There is a dose-response relationship between the incidence of psychiatric issues and poverty. To better understand disparities related to extreme poverty and inequality, this study aims to investigate whether there is a difference in mental health services between counties identified as persistent poverty counties and those not identified. Data from the National Survey on Substance Abuse and Mental Health Services and the U.S. Census American Community Survey were analyzed. A random-effects logit regression analysis was performed to determine the likelihood of access to various types of mental health facilities, behavioral health services, medical services, screening services, emergency services, and ancillary services.
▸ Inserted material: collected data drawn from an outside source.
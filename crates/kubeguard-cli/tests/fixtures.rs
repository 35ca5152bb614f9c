//! End-to-end CLI integration tests using recorded cluster output.
//!
//! Each fixture in `tests/fixtures/` contains:
//! - a `kubeguard.toml` (possibly empty, meaning defaults)
//! - recorded query output: `pods.txt`, `serviceaccounts.txt`, `psp.json`
//!
//! These tests run `kubeguard check --replay-dir <fixture>` and verify the exit code and the
//! parts of the JSON report each fixture exists to exercise.

use assert_cmd::Command;
use predicates::prelude::*;
use serde_json::Value;
use std::path::{Path, PathBuf};
use tempfile::TempDir;

/// Helper to get a Command for the kubeguard binary.
/// Wraps the deprecated cargo_bin to centralize the deprecation warning.
#[allow(deprecated)]
fn kubeguard_cmd() -> Command {
    Command::cargo_bin("kubeguard").expect("kubeguard binary not found - run `cargo build` first")
}

/// Get the path to the test fixtures directory
fn fixtures_dir() -> PathBuf {
    PathBuf::from(env!("CARGO_MANIFEST_DIR"))
        .parent()
        .expect("kubeguard-cli crate should have a parent directory")
        .parent()
        .expect("crates directory should have a parent (repo root)")
        .join("tests")
        .join("fixtures")
}

struct CheckRun {
    exit_code: i32,
    report: Value,
    _temp_dir: TempDir,
    report_path: PathBuf,
}

/// Run the CLI check command against a fixture and return the JSON report.
fn run_check_on_fixture(fixture_name: &str, extra: &[&str]) -> CheckRun {
    let fixture_path = fixtures_dir().join(fixture_name);
    assert!(fixture_path.exists(), "missing fixture {fixture_name}");
    let temp_dir = TempDir::new().expect("Failed to create temp dir");
    let report_path = temp_dir.path().join("report.json");

    let output = kubeguard_cmd()
        .arg("--config")
        .arg(fixture_path.join("kubeguard.toml"))
        .arg("check")
        .arg("--replay-dir")
        .arg(&fixture_path)
        .arg("--report-out")
        .arg(&report_path)
        .args(extra)
        .output()
        .expect("Failed to run command");

    let exit_code = output.status.code().unwrap_or(-1);
    let report = read_report(&report_path);

    CheckRun {
        exit_code,
        report,
        _temp_dir: temp_dir,
        report_path,
    }
}

fn read_report(path: &Path) -> Value {
    let content = std::fs::read_to_string(path).expect("Failed to read report");
    serde_json::from_str(&content).expect("Failed to parse report JSON")
}

fn result<'a>(report: &'a Value, control_id: &str) -> &'a Value {
    report["results"]
        .as_array()
        .expect("results should be array")
        .iter()
        .find(|r| r["control_id"] == control_id)
        .unwrap_or_else(|| panic!("no result for {control_id}"))
}

fn violating(result: &Value) -> Vec<String> {
    result["violations"]
        .as_array()
        .expect("violations should be array")
        .iter()
        .map(|v| v["identifier"].as_str().expect("identifier").to_string())
        .collect()
}

// ============================================================================
// Fixture tests
// ============================================================================

#[test]
fn fixture_compliant_passes() {
    let run = run_check_on_fixture("compliant", &[]);

    assert_eq!(run.exit_code, 0, "compliant fixture should exit with 0 (pass)");
    assert_eq!(run.report["schema"], "kubeguard.report.v1");
    assert_eq!(run.report["verdict"], "pass");
    assert_eq!(run.report["data"]["profile"], "eks-cis");
    assert_eq!(run.report["data"]["controls_total"], 3);
    assert_eq!(run.report["data"]["violations_total"], 0);
    for r in run.report["results"].as_array().expect("results") {
        assert_eq!(r["status"], "pass", "{}", r["control_id"]);
        assert!(r["violations"].as_array().expect("violations").is_empty());
    }

    let psp = result(&run.report, "eks-cis-4.2.7");
    assert_eq!(psp["records_evaluated"], 2);
    assert_eq!(psp["tags"]["cis_rid"], "4.2.8");
    assert_eq!(psp["tags"]["cis_controls"]["8"], serde_json::json!(["5.4"]));
}

#[test]
fn fixture_pods_allowlist_reports_only_unlisted_pods() {
    let run = run_check_on_fixture("pods_allowlist", &[]);

    assert_eq!(run.exit_code, 2, "pods_allowlist fixture should exit with 2 (fail)");
    assert_eq!(run.report["verdict"], "fail");

    let pods = result(&run.report, "eks-cis-4.1.6-pods");
    assert_eq!(pods["status"], "fail");
    assert_eq!(violating(pods), vec!["pod-b", "pod-c"]);
    assert_eq!(
        pods["message"],
        "List of pods with automountServiceAccountToken setting: pod-b, pod-c"
    );
    assert_eq!(pods["violations"][0]["code"], "non_compliant_value");
    assert_eq!(pods["violations"][0]["value"], "true");
    assert_eq!(
        pods["violations"][0]["fingerprint"]
            .as_str()
            .expect("fingerprint")
            .len(),
        64
    );

    assert_eq!(result(&run.report, "eks-cis-4.1.6-service-accounts")["status"], "pass");
}

#[test]
fn fixture_service_account_allowlisted_passes() {
    let run = run_check_on_fixture("service_account_allowlisted", &[]);

    assert_eq!(run.exit_code, 0);
    let sa = result(&run.report, "eks-cis-4.1.6-service-accounts");
    assert_eq!(sa["status"], "pass");
    assert_eq!(sa["records_evaluated"], 1);
    assert_eq!(
        sa["message"],
        "List of service accounts with automountServiceAccountToken setting: none"
    );
}

#[test]
fn fixture_psp_none_compliant_fails() {
    let run = run_check_on_fixture("psp_none_compliant", &[]);

    assert_eq!(run.exit_code, 2);
    let psp = result(&run.report, "eks-cis-4.2.7");
    assert_eq!(psp["status"], "fail");
    assert_eq!(violating(psp), vec!["psp-a", "psp-b"]);
    assert_eq!(psp["violations"][0]["value"], serde_json::json!(["NET_ADMIN"]));
}

#[test]
fn fixture_psp_missing_errors_that_control_only() {
    let run = run_check_on_fixture("psp_missing", &[]);

    assert_eq!(run.exit_code, 2, "an errored control fails the run");
    assert_eq!(run.report["verdict"], "fail");
    assert_eq!(run.report["data"]["controls_errored"], 1);

    let psp = result(&run.report, "eks-cis-4.2.7");
    assert_eq!(psp["status"], "error");
    assert_eq!(psp["violations"][0]["code"], "query_failed");
    assert!(
        psp["message"]
            .as_str()
            .expect("message")
            .starts_with("query execution failed (replay)")
    );

    assert_eq!(result(&run.report, "eks-cis-4.1.6-pods")["status"], "pass");
    assert_eq!(result(&run.report, "eks-cis-4.1.6-service-accounts")["status"], "pass");
}

#[test]
fn fixture_audit_profile_warns() {
    let run = run_check_on_fixture("audit_warn", &[]);

    assert_eq!(run.exit_code, 0, "audit profile only fails on critical findings");
    assert_eq!(run.report["verdict"], "warn");
    assert_eq!(run.report["data"]["fail_on"], "critical");
    assert_eq!(result(&run.report, "eks-cis-4.1.6-pods")["status"], "fail");
}

#[test]
fn fixture_malformed_lines_surface_warnings() {
    let run = run_check_on_fixture("malformed_lines", &[]);

    assert_eq!(run.exit_code, 0);
    let pods = result(&run.report, "eks-cis-4.1.6-pods");
    assert_eq!(pods["status"], "pass");
    assert_eq!(pods["records_evaluated"], 2);
    let warnings = pods["warnings"].as_array().expect("warnings");
    assert_eq!(warnings.len(), 1);
    assert!(
        warnings[0]
            .as_str()
            .expect("warning")
            .contains("line 3: dropped unparseable line")
    );

    let sa = result(&run.report, "eks-cis-4.1.6-service-accounts");
    assert_eq!(sa["records_evaluated"], 2);
    assert!(sa["warnings"][0].as_str().expect("warning").contains("appears 2 times"));
}

#[test]
fn fixture_custom_glob_control() {
    let run = run_check_on_fixture("custom_glob", &[]);

    assert_eq!(run.exit_code, 2);
    assert_eq!(run.report["data"]["profile"], "custom");
    let results = run.report["results"].as_array().expect("results");
    assert_eq!(results.len(), 1, "custom profile runs no built-in controls");

    let custom = &results[0];
    assert_eq!(custom["control_id"], "org-host-network");
    assert_eq!(custom["severity"], "high");
    assert_eq!(violating(custom), vec!["ingress-0"]);
    assert_eq!(custom["message"], "Pods using the host network: ingress-0");
    assert_eq!(custom["tags"]["nist"], serde_json::json!(["SC-7"]));
}

// ============================================================================
// CLI behavior tests
// ============================================================================

#[test]
fn fail_on_override_downgrades_to_warn() {
    let run = run_check_on_fixture("pods_allowlist", &["--fail-on", "critical"]);
    assert_eq!(run.exit_code, 0);
    assert_eq!(run.report["verdict"], "warn");
}

#[test]
fn single_worker_gives_same_results() {
    let parallel = run_check_on_fixture("pods_allowlist", &[]);
    let serial = run_check_on_fixture("pods_allowlist", &["--jobs", "1"]);
    assert_eq!(parallel.report["results"], serial.report["results"]);
}

#[test]
fn check_command_creates_output_file_in_new_directory() {
    let fixture_path = fixtures_dir().join("compliant");
    let temp_dir = TempDir::new().expect("Failed to create temp dir");
    let report_path = temp_dir.path().join("subdir").join("report.json");
    let md_path = temp_dir.path().join("md").join("comment.md");

    kubeguard_cmd()
        .arg("--config")
        .arg(fixture_path.join("kubeguard.toml"))
        .arg("check")
        .arg("--replay-dir")
        .arg(&fixture_path)
        .arg("--report-out")
        .arg(&report_path)
        .arg("--write-markdown")
        .arg("--markdown-out")
        .arg(&md_path)
        .assert()
        .success();

    assert!(report_path.exists(), "report should be created");
    let md = std::fs::read_to_string(&md_path).expect("markdown");
    assert!(md.contains("# Kubeguard report"));
    assert!(md.contains("All controls passed."));
}

#[test]
fn invalid_config_writes_runtime_error_report() {
    let temp_dir = TempDir::new().expect("Failed to create temp dir");
    let config_path = temp_dir.path().join("kubeguard.toml");
    std::fs::write(&config_path, "[inputs]\nallowlist_pods = [\"(unclosed\"]\n").expect("write");
    let report_path = temp_dir.path().join("report.json");

    kubeguard_cmd()
        .arg("--config")
        .arg(&config_path)
        .arg("check")
        .arg("--replay-dir")
        .arg(fixtures_dir().join("compliant"))
        .arg("--report-out")
        .arg(&report_path)
        .assert()
        .code(1)
        .stderr(predicate::str::contains("invalid regular expression"));

    let report = read_report(&report_path);
    assert_eq!(report["verdict"], "fail");
    assert_eq!(report["results"][0]["control_id"], "tool.runtime");
    assert_eq!(report["results"][0]["violations"][0]["code"], "runtime_error");
}

#[cfg(unix)]
#[test]
fn missing_kubectl_errors_every_control() {
    let temp_dir = TempDir::new().expect("Failed to create temp dir");
    let report_path = temp_dir.path().join("report.json");

    kubeguard_cmd()
        .arg("--config")
        .arg(temp_dir.path().join("absent.toml"))
        .arg("check")
        .arg("--kubectl")
        .arg(temp_dir.path().join("no-such-kubectl"))
        .arg("--report-out")
        .arg(&report_path)
        .assert()
        .code(2);

    let report = read_report(&report_path);
    assert_eq!(report["data"]["controls_errored"], 3);
    for r in report["results"].as_array().expect("results") {
        assert_eq!(r["status"], "error");
        assert_eq!(r["violations"][0]["code"], "query_failed");
        assert!(
            r["message"]
                .as_str()
                .expect("message")
                .starts_with("query execution failed (spawn)")
        );
    }
}

#[test]
fn md_and_annotations_render_existing_report() {
    let run = run_check_on_fixture("pods_allowlist", &[]);

    kubeguard_cmd()
        .arg("md")
        .arg("--report")
        .arg(&run.report_path)
        .assert()
        .success()
        .stdout(predicate::str::contains("Verdict: **FAIL**"))
        .stdout(predicate::str::contains("- `pod-b` (non_compliant_value)"));

    kubeguard_cmd()
        .arg("annotations")
        .arg("--report")
        .arg(&run.report_path)
        .arg("--max")
        .arg("1")
        .assert()
        .success()
        .stdout(predicate::str::starts_with(
            "::error title=eks-cis-4.1.6-pods::[eks-cis-4.1.6-pods:non_compliant_value] pod-b",
        ))
        .stdout(predicate::str::contains("pod-c").not());
}

#[test]
fn explain_known_and_unknown() {
    kubeguard_cmd()
        .args(["explain", "eks-cis-4.1.6-pods"])
        .assert()
        .success()
        .stdout(predicate::str::contains("automountServiceAccountToken: false"));

    kubeguard_cmd()
        .args(["explain", "eks-cis-9.9.9"])
        .assert()
        .code(1)
        .stderr(predicate::str::contains("Unknown control id or code"));
}

#[test]
fn list_shows_effective_controls() {
    let fixture_path = fixtures_dir().join("compliant");
    kubeguard_cmd()
        .arg("--config")
        .arg(fixture_path.join("kubeguard.toml"))
        .arg("list")
        .assert()
        .success()
        .stdout(predicate::str::contains("profile: eks-cis"))
        .stdout(predicate::str::contains("pattern (2)"))
        .stdout(predicate::str::contains(
            "kubectl get serviceaccounts --all-namespaces",
        ));
}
Adjusted regression results revealed that persistent poverty county status was associated with a lower likelihood of residential facility services (OR = 0.65, 95% CI 0.45, 0.96), a higher likelihood of medication use (OR = 1.58, 95% CI 1.20, 2.09), and a higher likelihood of ancillary services (OR = 1.10, 95% CI 1.05, 1.16), especially chronic disease management, housing, intensive case management, and peer support. Meanwhile, fewer trauma-related treatments were available in these counties. A subsample of rural counties showed similar results. Mental health providers in persistent poverty counties were less likely to offer residential and behavioral health services and more likely to provide medication and ancillary services. Implications for mental health policy and practitioners are discussed.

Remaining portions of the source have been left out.